UNITED STATES
SECURITIES AND EXCHANGE COMMISSION
Washington, DC 20549

    

FORM 8-K
    

CURRENT REPORT

Pursuant to Section 13 or 15(d) of
The Securities Exchange Act of 1934

Date of Report (Date of earliest event reported): September 27, 2011

KBS REAL ESTATE INVESTMENT TRUST III, INC.
(Exact name of registrant specified in its charter)
    

Maryland
333-164703
27-1627696
(State or other jurisdiction of
incorporation or organization)
(Commission File Number)
(IRS Employer
Identification No.)

620 Newport Center Drive, Suite 1300
Newport Beach, California 92660
(Address of principal executive offices)

Registrant's telephone number, including area code: (949) 417-6500

Not Applicable
(Former name or former address, if changed since last report)
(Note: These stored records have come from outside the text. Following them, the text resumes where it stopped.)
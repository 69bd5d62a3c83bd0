//! Line-oriented scanner cutting an XML dump into the blocks the bootstrapper consumes.

use crate::bootstrap::fragment::parse_fragment;
use crate::bootstrap::DumpPass;
use crate::replication::BinlogPosition;

const DATABASE_OPEN: &str = "<database name";
const STRUCTURE_OPEN: &str = "<table_structure";
const STRUCTURE_CLOSE: &str = "</table_structure";
const TABLE_DATA_OPEN: &str = "<table_data";
const ROW_OPEN: &str = "<row>";
const ROW_CLOSE: &str = "</row>";
const CHANGE_MASTER: &str = "change master";

#[derive(Clone, Debug, PartialEq)]
pub enum DumpItem {
    Database(String),
    TableData(String),
    Structure { table: String, fragment: String },
    Row(String),
    LogPosition(BinlogPosition),
}

#[derive(Debug)]
enum ScanState {
    Idle,
    InSchemaBlock { table: String, buffer: String },
    InDataRow { buffer: String },
}

/// Feeds dump lines one at a time, never holding more than one block.
#[derive(Debug)]
pub struct DumpScanner {
    pass: DumpPass,
    state: ScanState,
}

impl DumpScanner {
    pub fn new(pass: DumpPass) -> Self {
        Self {
            pass,
            state: ScanState::Idle,
        }
    }

    pub fn feed(&mut self, line: &str) -> Option<DumpItem> {
        let lowercase = line.to_ascii_lowercase();

        match &mut self.state {
            ScanState::InSchemaBlock { buffer, .. } => {
                push_line(buffer, line);

                if !lowercase.contains(STRUCTURE_CLOSE) {
                    return None;
                }

                match std::mem::replace(&mut self.state, ScanState::Idle) {
                    ScanState::InSchemaBlock { table, buffer } => Some(DumpItem::Structure {
                        table,
                        fragment: buffer,
                    }),
                    _ => None,
                }
            }
            ScanState::InDataRow { buffer } => {
                push_line(buffer, line);

                if !lowercase.contains(ROW_CLOSE) {
                    return None;
                }

                match std::mem::replace(&mut self.state, ScanState::Idle) {
                    ScanState::InDataRow { buffer } => Some(DumpItem::Row(buffer)),
                    _ => None,
                }
            }
            ScanState::Idle => self.feed_idle(line, &lowercase),
        }
    }

    fn feed_idle(&mut self, line: &str, lowercase: &str) -> Option<DumpItem> {
        match self.pass {
            DumpPass::Data if lowercase.contains(ROW_OPEN) => {
                if lowercase.contains(ROW_CLOSE) {
                    return Some(DumpItem::Row(line.to_owned()));
                }

                self.state = ScanState::InDataRow {
                    buffer: line.to_owned(),
                };
                None
            }
            DumpPass::Schema if lowercase.contains(STRUCTURE_OPEN) => {
                let table = name_attribute(line).unwrap_or_default();

                if lowercase.contains(STRUCTURE_CLOSE) {
                    return Some(DumpItem::Structure {
                        table,
                        fragment: line.to_owned(),
                    });
                }

                self.state = ScanState::InSchemaBlock {
                    table,
                    buffer: line.to_owned(),
                };
                None
            }
            _ if lowercase.contains(DATABASE_OPEN) => name_attribute(line).map(DumpItem::Database),
            DumpPass::Data if lowercase.contains(TABLE_DATA_OPEN) => {
                name_attribute(line).map(DumpItem::TableData)
            }
            _ if lowercase.contains(CHANGE_MASTER) => {
                log_position(line, lowercase).map(DumpItem::LogPosition)
            }
            _ => None,
        }
    }

    /// Whether the dump ended in the middle of a block.
    pub fn is_inside_block(&self) -> bool {
        !matches!(self.state, ScanState::Idle)
    }
}

fn push_line(buffer: &mut String, line: &str) {
    buffer.push('\n');
    buffer.push_str(line);
}

fn name_attribute(line: &str) -> Option<String> {
    parse_fragment(line)
        .into_iter()
        .find_map(|element| element.attribute("name").map(str::to_owned))
}

/// Reads `MASTER_LOG_FILE='…', MASTER_LOG_POS=…;` out of a change master directive.
fn log_position(line: &str, lowercase: &str) -> Option<BinlogPosition> {
    const FILE: &str = "master_log_file='";
    const POSITION: &str = "master_log_pos=";

    let file_start = lowercase.find(FILE)? + FILE.len();
    let file_end = file_start + lowercase[file_start..].find('\'')?;

    let position_start = lowercase.find(POSITION)? + POSITION.len();
    let position: String = lowercase[position_start..]
        .trim_start()
        .chars()
        .take_while(char::is_ascii_digit)
        .collect();

    Some(BinlogPosition::new(
        &line[file_start..file_end],
        position.parse().ok()?,
    ))
}

#[cfg(test)]
mod tests {
    use super::*;

    fn scan(pass: DumpPass, dump: &str) -> Vec<DumpItem> {
        let mut scanner = DumpScanner::new(pass);
        dump.lines().filter_map(|line| scanner.feed(line)).collect()
    }

    const DUMP: &str = r#"<?xml version="1.0"?>
<mysqldump xmlns:xsi="http://www.w3.org/2001/XMLSchema-instance">
<!--
CHANGE MASTER TO MASTER_LOG_FILE='bin.000025', MASTER_LOG_POS=250160467;
-->
<database name="shop">
	<table_structure name="orders">
		<field Field="id" Type="int(11)" Null="NO" Key="PRI" Extra="auto_increment" Comment="" />
	</table_structure>
	<table_data name="orders">
	<row>
		<field name="id">1</field>
	</row>
	</table_data>
</database>
</mysqldump>"#;

    #[test]
    fn emits_schema_blocks_on_schema_pass() {
        assert_eq!(
            scan(DumpPass::Schema, DUMP),
            vec![
                DumpItem::LogPosition(BinlogPosition::new("bin.000025", 250160467)),
                DumpItem::Database("shop".into()),
                DumpItem::Structure {
                    table: "orders".into(),
                    fragment: "\t<table_structure name=\"orders\">\n\t\t<field Field=\"id\" Type=\"int(11)\" Null=\"NO\" Key=\"PRI\" Extra=\"auto_increment\" Comment=\"\" />\n\t</table_structure>".into()
                },
            ]
        );
    }

    #[test]
    fn emits_rows_on_data_pass() {
        assert_eq!(
            scan(DumpPass::Data, DUMP),
            vec![
                DumpItem::LogPosition(BinlogPosition::new("bin.000025", 250160467)),
                DumpItem::Database("shop".into()),
                DumpItem::TableData("orders".into()),
                DumpItem::Row("\t<row>\n\t\t<field name=\"id\">1</field>\n\t</row>".into()),
            ]
        );
    }

    #[test]
    fn matches_markers_case_insensitively() {
        assert_eq!(
            scan(
                DumpPass::Data,
                "-- change master to master_log_file='mysql-bin.000003', master_log_pos=154;\n<ROW><field name=\"id\">2</field></ROW>"
            ),
            vec![
                DumpItem::LogPosition(BinlogPosition::new("mysql-bin.000003", 154)),
                DumpItem::Row("<ROW><field name=\"id\">2</field></ROW>".into()),
            ]
        );
    }

    #[test]
    fn reports_unterminated_block() {
        let mut scanner = DumpScanner::new(DumpPass::Data);

        scanner.feed("<row>");

        assert!(scanner.is_inside_block());
    }
}
use crate::document::{Document, FieldValue, ID_FIELD};
use crate::error::Error;
use crate::store::{DocumentStore, Namespace};
use std::collections::HashSet;
use std::sync::Arc;
use tokio::sync::Mutex;
use tracing::info;

/// Collections kept in the utility database.
pub mod collections {
    pub const PRIMARY_KEYS: &str = "primary_keys";
    pub const QUEUE: &str = "replicator_queue";
    pub const LOG: &str = "mysqllog";
    pub const PARSED: &str = "parsed_db";
    pub const PARSED_TABLES: &str = "parsed_tables";
    pub const COUNTERS: &str = "counters";
}

pub const NOT_AVAILABLE: &str = "NA";
pub const LAST_LOG_POSITION_ID: &str = "last_log_pos";

const COUNTER_IDS: [&str; 3] = ["insert_seq", "update_seq", "delete_seq"];

/// Document store together with the bookkeeping of the utility database.
///
/// Bookkeeping collections receive their seed documents the first time they
/// are created, each collection is checked once per handle.
#[derive(Debug, Clone)]
pub struct Sink<S> {
    store: S,
    util_database: Arc<str>,
    checked: Arc<Mutex<HashSet<Namespace>>>,
}

impl<S> Sink<S>
where
    S: DocumentStore,
{
    pub fn new(store: S, util_database: impl Into<Arc<str>>) -> Self {
        Self {
            store,
            util_database: util_database.into(),
            checked: Arc::new(Mutex::new(HashSet::new())),
        }
    }

    pub fn store(&self) -> &S {
        &self.store
    }

    pub fn util_database(&self) -> &str {
        &self.util_database
    }

    /// Returns the namespace of `collection` in `database`, creating it when missing.
    pub async fn collection(
        &self,
        database: impl AsRef<str>,
        collection: impl AsRef<str>,
    ) -> Result<Namespace, Error> {
        let namespace = Namespace::new(database.as_ref(), collection.as_ref());
        let mut checked = self.checked.lock().await;

        if checked.contains(&namespace) {
            return Ok(namespace);
        }

        if self.store.ensure_collection(&namespace).await? {
            info!(collection = %namespace, "created collection");
            self.seed(&namespace).await?;
        }

        checked.insert(namespace.clone());
        Ok(namespace)
    }

    pub async fn util_collection(&self, collection: impl AsRef<str>) -> Result<Namespace, Error> {
        self.collection(self.util_database.as_ref(), collection)
            .await
    }

    /// Drops a whole database, forgetting which of its collections were checked.
    pub async fn drop_database(&self, database: &str) -> Result<(), Error> {
        let mut checked = self.checked.lock().await;

        self.store.drop_database(database).await?;
        checked.retain(|namespace| namespace.database() != database);

        Ok(())
    }

    /// Increments one of the seeded counters and returns its new value.
    pub async fn increment_counter(&self, counter: &str) -> Result<i64, Error> {
        let namespace = self.util_collection(collections::COUNTERS).await?;
        let filter = Document::new().with(ID_FIELD, counter);

        let current = self
            .store
            .find_one(&namespace, &filter)
            .await?
            .and_then(|document| document.get_i64("num"))
            .unwrap_or(0);

        self.store
            .replace_one(
                &namespace,
                &filter,
                Document::new().with("num", current + 1),
                true,
            )
            .await?;

        Ok(current + 1)
    }

    async fn seed(&self, namespace: &Namespace) -> Result<(), Error> {
        if namespace.database() != self.util_database.as_ref() {
            return Ok(());
        }

        match namespace.collection() {
            collections::COUNTERS => {
                for counter in COUNTER_IDS {
                    self.store
                        .insert_one(
                            namespace,
                            Document::new().with(ID_FIELD, counter).with("num", 0),
                        )
                        .await?;
                }
            }
            collections::LOG => {
                self.store
                    .insert_one(
                        namespace,
                        Document::new()
                            .with(ID_FIELD, LAST_LOG_POSITION_ID)
                            .with("log_file", NOT_AVAILABLE)
                            .with("log_pos", FieldValue::from(NOT_AVAILABLE)),
                    )
                    .await?;
            }
            _ => {}
        }

        Ok(())
    }
}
Check the appropriate box below if the Form 8-K filing is intended to simultaneously satisfy the filing obligation of the registrant under any of the following provisions:

£    Written communications pursuant to Rule 425 under the Securities Act (17 CFR 230.425)
£    Soliciting material pursuant to Rule 14a-12 under the Exchange Act (17 CFR 240.14a-12)
£    Pre-commencement communications pursuant to Rule 14d-2(b) under the Exchange Act (17 CFR 240.14d-2(b))
£    Pre-commencement communications pursuant to Rule 13e-4(c) under the Exchange Act (17 CFR 240.13e-4(c))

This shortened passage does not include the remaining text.